Ũ_{n} - θ = U_{n} - θ - U_{1, n}^{'} Ω^{- 1} U_{0, n} + O_{P} (n^{- (r_{o} + 1) / 2}) U_{1, n} + O_{P} (n^{- r_{0}}) .

By Theorem 4.4.2 in KB, $n^{r / 2} (U_{n} - θ) \overset{D}{\to} C_{m}^{r} J_{r} ({h̃}_{r})$ , or U_n − θ = O_P (n^−r/2). Similarly in summary we have

U_{n} - θ = O_{p} (n^{- r / 2}), U_{0, n} = O_{P} (n^{- r_{0} / 2}), U_{1, n} - A = O_{P} (n^{- r_{1} / 2}) .

Also, U_1,n → A (a.s.), and when r₀ = 1, $\sqrt{n} U_{0, n} \overset{D}{\to} N (0, m^{2} Ω_{1})$ .

First we consider the case A ≠ 0. In this case, U_n − θ = O_P (n^−r/2), $U_{1, n}^{'} Ω^{- 1} U_{0, n} = O_{P} (n^{- r_{o} / 2})$ and O_P (n^−(r_o+1)/2)U_1,n + O_P (n^−r_o) = o_P (n^−r_o/2).
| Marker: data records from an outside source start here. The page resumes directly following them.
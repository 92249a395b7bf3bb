use crate::moves::types::Move;

/// Scores at or beyond this magnitude encode a forced mate rather than a
/// material evaluation.
pub const MATE_THRESHOLD: i32 = 30000;

/// Returned by `probe` when the entry carries no usable information for the
/// requested window — a value outside the normal score range.
pub const NO_HASH_ENTRY: i32 = i32::MIN;

#[derive(Clone, Copy, Debug, PartialEq)]
pub enum NodeType {
    Exact = 0,
    LowerBound = 1, // beta cutoff (failed high)
    UpperBound = 2, // alpha cutoff (failed low)
}

#[derive(Clone, Copy, Debug)]
pub struct TTEntry {
    pub key: u64,
    pub best_move: Option<Move>,
    pub score: i16,
    pub depth: u8,
    pub bound: u8, // 0=Exact, 1=Lower, 2=Upper
    pub generation: u8,
}

pub struct TranspositionTable {
    entries: Vec<TTEntry>,
    pub generation: u8,
}

/// Converts a root-relative score into one that is independent of the
/// current ply, so that a mate found N plies deep reads the same from any
/// probing ply. Inverted by `score_from_tt`.
fn score_to_tt(score: i32, ply: i32) -> i32 {
    if score >= MATE_THRESHOLD {
        score + ply
    } else if score <= -MATE_THRESHOLD {
        score - ply
    } else {
        score
    }
}

fn score_from_tt(score: i32, ply: i32) -> i32 {
    if score >= MATE_THRESHOLD {
        score - ply
    } else if score <= -MATE_THRESHOLD {
        score + ply
    } else {
        score
    }
}

const EMPTY_ENTRY: TTEntry = TTEntry {
    key: 0,
    best_move: None,
    score: 0,
    depth: 0,
    bound: 0,
    generation: 0,
};

impl TranspositionTable {
    /// Allocates a power-of-two entry count sized from `size_mb`. Retries at
    /// half the capacity on allocation failure, down to a single entry.
    pub fn new(size_mb: usize) -> Self {
        let entry_size = std::mem::size_of::<TTEntry>();
        let num_entries = (size_mb.max(1) * 1024 * 1024) / entry_size;

        let mut capacity = 1;
        while capacity * 2 <= num_entries {
            capacity *= 2;
        }

        loop {
            let mut entries = Vec::new();
            match entries.try_reserve_exact(capacity) {
                Ok(()) => {
                    entries.resize(capacity, EMPTY_ENTRY);
                    return Self {
                        entries,
                        generation: 0,
                    };
                }
                Err(_) if capacity > 1 => capacity /= 2,
                Err(_) => {
                    entries.resize(1, EMPTY_ENTRY);
                    return Self {
                        entries,
                        generation: 0,
                    };
                }
            }
        }
    }

    pub fn new_search(&mut self) {
        self.generation = self.generation.wrapping_add(1);
    }

    pub fn clear(&mut self) {
        for entry in self.entries.iter_mut() {
            entry.key = 0;
            entry.best_move = None;
            entry.score = 0;
            entry.depth = 0;
            entry.bound = 0;
            entry.generation = 0;
        }
        self.generation = 0;
    }

    /// Stores a search result. `score` is relative to the current node;
    /// mate scores are made ply-independent before being written.
    pub fn save(&mut self, key: u64, mv: Option<Move>, score: i32, depth: u8, bound: u8, ply: i32) {
        let adjusted = score_to_tt(score, ply);
        let score_i16 = adjusted.clamp(-32000, 32000) as i16;

        let index = (key as usize) & (self.entries.len() - 1);
        let entry = &mut self.entries[index];

        if entry.key == 0 || depth >= entry.depth || entry.generation != self.generation {
            let best_move = if mv.is_some() { mv } else { entry.best_move };

            entry.key = key;
            entry.best_move = best_move;
            entry.score = score_i16;
            entry.depth = depth;
            entry.bound = bound;
            entry.generation = self.generation;
        }
    }

    /// Returns the best move recorded for `key`, if any, ignoring depth and
    /// window gating — used for move ordering even when the score itself
    /// isn't usable as a cutoff.
    pub fn best_move(&self, key: u64) -> Option<Move> {
        let index = (key as usize) & (self.entries.len() - 1);
        let entry = &self.entries[index];
        if entry.key == key { entry.best_move } else { None }
    }

    /// Returns a usable score for (depth, alpha, beta) at `ply`, or
    /// `NO_HASH_ENTRY` if the entry is absent, too shallow, or its bound
    /// doesn't license a cutoff against the current window.
    pub fn probe(&self, key: u64, depth: u8, alpha: i32, beta: i32, ply: i32) -> i32 {
        let index = (key as usize) & (self.entries.len() - 1);
        let entry = &self.entries[index];

        if entry.key != key || entry.depth < depth {
            return NO_HASH_ENTRY;
        }

        let score = score_from_tt(entry.score as i32, ply);

        match entry.bound {
            0 => score,
            2 if score <= alpha => alpha,
            1 if score >= beta => beta,
            _ => NO_HASH_ENTRY,
        }
    }
}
Thus when r_o < r, we have

r_{o}^{1 / 2} (Ũ_{n} - θ) = - U_{1, n}^{'} Ω^{- 1} n^{- r_{o} / 2} U_{0, n} + o_{P} (1) \overset{D}{\to} - C_{m}^{r_{o}} A' Ω^{- 1} J_{r_{o}} ({g̃}_{r_{o}}) .

When r_o = r,

n^{r / 2} (Ũ_{n} - θ) = n^{r / 2} (U_{n} - θ) - U_{1, n}^{'} Ω^{- 1} n^{r / 2} U_{0, n} + o_{P} (1) \overset{D}{\to} C_{m}^{r} J_{r} ({h̃}_{r} - A' Ω^{- 1} {g̃}_{r}) .

When r_o > r,

n^{r / 2} (Ũ_{n} - θ) = n^{r / 2} (U_{n} - θ) + o_{P} (1) \overset{D}{\to} C_{m}^{r} J_{r} ({h̃}_{r}) .

Now we consider the case A = 0, then $U_{1, n}^{'} Ω^{- 1} U_{0, n} = O_{P} (n^{- (r_{1} + r_{o} / 2})$ , and

Ũ_{n} - θ = U_{n} - θ - U_{1, n}^{'} Ω^{- 1} U_{0, n} + O_{P} (n^{- (r_{1} + r_{o} + 1) / 2}) + O_{P} (n^{- r_{0}}) .

When r_o ≤ min{r₁, r/2}, Ũ_n − θ = O_P (n^−r_o), and its distribution needs more accurate expansion to evaluate. When r < min{2r_o, r₁ + r_o},

n^{- r / 2} (Ũ_{n} - θ) = n^{- r / 2} (U_{n} - θ) + o_{P} (1) \overset{D}{\to} C_{m}^{r} J_{r} ({h̃}_{r}) .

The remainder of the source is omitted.